§ **What is required**: In the entries below, find the string "format" and return each line holding it.

########################################

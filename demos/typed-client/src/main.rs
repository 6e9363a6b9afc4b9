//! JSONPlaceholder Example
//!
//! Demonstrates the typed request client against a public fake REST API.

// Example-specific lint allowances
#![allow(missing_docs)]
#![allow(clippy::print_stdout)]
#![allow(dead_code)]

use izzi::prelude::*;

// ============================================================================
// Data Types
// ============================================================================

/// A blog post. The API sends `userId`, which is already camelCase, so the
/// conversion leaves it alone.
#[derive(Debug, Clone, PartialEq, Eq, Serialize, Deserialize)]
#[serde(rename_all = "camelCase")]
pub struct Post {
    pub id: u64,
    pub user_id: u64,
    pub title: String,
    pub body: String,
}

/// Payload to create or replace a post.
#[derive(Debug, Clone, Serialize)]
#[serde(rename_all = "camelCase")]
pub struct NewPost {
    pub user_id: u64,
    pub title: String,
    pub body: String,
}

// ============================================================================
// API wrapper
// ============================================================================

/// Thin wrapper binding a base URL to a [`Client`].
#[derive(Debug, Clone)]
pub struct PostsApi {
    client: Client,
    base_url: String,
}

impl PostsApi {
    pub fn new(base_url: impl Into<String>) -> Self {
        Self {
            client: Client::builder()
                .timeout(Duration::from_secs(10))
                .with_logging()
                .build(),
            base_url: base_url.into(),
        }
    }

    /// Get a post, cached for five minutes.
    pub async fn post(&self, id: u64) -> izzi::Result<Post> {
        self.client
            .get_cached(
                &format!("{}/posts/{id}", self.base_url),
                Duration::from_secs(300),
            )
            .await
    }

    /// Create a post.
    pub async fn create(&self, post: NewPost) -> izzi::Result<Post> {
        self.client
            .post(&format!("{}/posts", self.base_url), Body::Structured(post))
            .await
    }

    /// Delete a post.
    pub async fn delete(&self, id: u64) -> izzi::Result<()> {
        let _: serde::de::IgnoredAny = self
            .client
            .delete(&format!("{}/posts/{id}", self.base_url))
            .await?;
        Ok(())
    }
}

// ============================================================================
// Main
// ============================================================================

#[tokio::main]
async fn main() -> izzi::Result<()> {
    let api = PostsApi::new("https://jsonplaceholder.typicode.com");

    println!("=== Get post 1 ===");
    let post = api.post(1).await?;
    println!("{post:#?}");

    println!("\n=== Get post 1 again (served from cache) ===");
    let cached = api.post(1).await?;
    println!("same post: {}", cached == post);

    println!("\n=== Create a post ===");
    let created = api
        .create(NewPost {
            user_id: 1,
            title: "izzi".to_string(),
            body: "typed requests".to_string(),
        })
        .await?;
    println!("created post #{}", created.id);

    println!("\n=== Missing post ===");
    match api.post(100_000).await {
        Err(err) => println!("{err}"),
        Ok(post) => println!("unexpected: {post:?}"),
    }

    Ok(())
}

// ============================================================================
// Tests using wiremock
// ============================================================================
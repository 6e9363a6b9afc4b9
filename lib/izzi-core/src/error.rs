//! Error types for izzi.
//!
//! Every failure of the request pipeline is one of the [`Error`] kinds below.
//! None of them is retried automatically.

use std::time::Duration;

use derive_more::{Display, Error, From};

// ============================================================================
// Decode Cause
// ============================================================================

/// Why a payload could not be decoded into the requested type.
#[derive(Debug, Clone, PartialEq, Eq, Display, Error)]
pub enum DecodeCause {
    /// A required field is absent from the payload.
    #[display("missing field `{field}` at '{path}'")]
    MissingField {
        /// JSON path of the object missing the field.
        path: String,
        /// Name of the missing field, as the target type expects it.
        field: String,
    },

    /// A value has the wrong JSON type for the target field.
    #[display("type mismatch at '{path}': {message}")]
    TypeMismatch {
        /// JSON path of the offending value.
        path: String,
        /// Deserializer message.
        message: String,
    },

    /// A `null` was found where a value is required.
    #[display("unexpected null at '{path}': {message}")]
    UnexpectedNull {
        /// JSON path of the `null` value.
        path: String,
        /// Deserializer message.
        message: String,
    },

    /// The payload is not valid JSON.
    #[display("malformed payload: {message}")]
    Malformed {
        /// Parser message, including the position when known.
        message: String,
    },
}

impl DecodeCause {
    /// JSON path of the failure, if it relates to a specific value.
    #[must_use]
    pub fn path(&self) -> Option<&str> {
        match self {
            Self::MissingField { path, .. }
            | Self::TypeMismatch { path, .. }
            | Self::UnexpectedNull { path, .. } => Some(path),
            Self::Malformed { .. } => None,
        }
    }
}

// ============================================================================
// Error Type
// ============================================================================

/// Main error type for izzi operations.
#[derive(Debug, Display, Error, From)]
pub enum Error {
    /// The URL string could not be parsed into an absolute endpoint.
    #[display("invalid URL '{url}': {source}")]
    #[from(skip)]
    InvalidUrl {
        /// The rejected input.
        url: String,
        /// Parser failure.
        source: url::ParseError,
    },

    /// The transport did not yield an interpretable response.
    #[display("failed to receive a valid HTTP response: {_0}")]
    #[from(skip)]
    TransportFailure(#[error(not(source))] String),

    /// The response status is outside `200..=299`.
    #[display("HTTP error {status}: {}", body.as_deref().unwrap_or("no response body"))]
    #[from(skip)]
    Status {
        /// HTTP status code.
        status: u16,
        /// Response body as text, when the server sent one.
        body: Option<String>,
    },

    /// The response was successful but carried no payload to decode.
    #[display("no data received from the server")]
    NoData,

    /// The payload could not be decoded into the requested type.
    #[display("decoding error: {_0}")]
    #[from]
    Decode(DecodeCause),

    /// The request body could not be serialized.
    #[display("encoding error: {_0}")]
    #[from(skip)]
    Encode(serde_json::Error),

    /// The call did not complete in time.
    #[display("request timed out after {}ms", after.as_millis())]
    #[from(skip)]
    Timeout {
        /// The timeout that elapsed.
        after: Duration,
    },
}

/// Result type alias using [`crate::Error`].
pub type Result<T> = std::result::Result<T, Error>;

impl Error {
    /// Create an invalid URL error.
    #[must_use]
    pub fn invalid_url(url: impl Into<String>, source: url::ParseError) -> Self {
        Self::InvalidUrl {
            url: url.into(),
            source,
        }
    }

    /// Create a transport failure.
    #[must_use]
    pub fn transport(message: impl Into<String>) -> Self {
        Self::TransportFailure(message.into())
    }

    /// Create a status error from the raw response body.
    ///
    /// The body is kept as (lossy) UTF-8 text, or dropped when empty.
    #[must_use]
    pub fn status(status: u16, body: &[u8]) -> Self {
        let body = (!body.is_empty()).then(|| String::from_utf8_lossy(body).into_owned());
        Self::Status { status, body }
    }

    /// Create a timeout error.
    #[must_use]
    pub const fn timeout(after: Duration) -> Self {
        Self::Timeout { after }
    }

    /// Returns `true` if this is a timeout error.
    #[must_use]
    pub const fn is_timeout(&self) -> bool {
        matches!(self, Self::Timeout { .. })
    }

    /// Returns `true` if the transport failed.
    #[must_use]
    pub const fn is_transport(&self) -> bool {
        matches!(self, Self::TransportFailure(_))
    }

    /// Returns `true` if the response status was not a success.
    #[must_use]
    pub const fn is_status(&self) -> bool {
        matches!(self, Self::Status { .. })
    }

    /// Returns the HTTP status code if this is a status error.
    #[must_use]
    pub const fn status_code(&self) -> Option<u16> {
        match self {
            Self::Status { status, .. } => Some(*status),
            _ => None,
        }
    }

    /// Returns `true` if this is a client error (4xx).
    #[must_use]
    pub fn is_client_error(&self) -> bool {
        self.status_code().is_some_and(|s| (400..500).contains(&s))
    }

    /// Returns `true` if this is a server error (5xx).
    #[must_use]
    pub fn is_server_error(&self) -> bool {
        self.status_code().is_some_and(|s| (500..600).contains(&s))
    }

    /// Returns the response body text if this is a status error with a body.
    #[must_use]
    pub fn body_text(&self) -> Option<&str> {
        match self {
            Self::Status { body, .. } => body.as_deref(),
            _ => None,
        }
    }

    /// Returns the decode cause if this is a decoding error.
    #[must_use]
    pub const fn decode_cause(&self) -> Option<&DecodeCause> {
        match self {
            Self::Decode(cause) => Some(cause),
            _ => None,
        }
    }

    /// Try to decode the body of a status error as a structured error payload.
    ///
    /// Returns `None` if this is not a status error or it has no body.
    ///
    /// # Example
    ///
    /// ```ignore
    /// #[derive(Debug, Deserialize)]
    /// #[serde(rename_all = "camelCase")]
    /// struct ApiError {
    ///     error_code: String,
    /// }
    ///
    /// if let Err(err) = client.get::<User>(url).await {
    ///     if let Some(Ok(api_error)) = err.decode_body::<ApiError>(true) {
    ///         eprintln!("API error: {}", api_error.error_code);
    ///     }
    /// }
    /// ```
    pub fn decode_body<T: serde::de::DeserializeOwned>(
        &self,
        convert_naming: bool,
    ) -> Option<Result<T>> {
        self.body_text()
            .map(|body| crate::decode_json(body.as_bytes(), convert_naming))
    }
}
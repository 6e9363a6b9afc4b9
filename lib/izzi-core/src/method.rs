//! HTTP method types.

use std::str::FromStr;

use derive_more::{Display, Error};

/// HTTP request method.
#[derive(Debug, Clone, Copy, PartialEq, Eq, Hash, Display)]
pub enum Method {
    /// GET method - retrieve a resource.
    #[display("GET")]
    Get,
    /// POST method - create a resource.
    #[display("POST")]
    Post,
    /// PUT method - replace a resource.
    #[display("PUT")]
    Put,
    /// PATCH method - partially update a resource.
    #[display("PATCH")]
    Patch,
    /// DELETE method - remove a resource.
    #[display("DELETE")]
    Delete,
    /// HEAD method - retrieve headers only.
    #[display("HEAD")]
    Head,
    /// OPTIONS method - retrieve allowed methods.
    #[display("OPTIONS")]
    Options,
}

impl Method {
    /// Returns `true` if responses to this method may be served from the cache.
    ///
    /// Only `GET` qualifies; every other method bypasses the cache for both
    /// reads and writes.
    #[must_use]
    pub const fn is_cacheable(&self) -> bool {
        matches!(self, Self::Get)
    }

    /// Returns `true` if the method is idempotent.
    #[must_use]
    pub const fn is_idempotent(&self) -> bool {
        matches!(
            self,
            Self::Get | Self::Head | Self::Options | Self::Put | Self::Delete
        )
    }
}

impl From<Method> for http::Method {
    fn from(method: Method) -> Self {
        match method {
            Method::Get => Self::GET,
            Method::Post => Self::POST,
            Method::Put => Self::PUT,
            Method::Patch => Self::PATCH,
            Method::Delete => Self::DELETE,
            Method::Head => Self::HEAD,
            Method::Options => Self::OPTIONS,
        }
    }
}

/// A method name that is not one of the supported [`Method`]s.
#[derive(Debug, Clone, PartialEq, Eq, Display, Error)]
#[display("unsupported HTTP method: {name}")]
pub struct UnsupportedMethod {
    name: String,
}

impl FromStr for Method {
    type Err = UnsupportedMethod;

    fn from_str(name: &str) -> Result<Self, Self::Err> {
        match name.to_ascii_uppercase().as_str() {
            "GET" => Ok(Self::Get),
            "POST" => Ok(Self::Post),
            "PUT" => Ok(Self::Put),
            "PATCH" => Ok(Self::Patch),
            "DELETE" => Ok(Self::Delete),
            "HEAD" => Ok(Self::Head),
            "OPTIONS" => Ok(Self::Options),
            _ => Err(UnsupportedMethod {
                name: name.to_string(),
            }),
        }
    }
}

########################################

§ **Output of the exercise**:
                &format!("{}/posts/{id}", self.base_url),
            .post(&format!("{}/posts", self.base_url), Body::Structured(post))
            .delete(&format!("{}/posts/{id}", self.base_url))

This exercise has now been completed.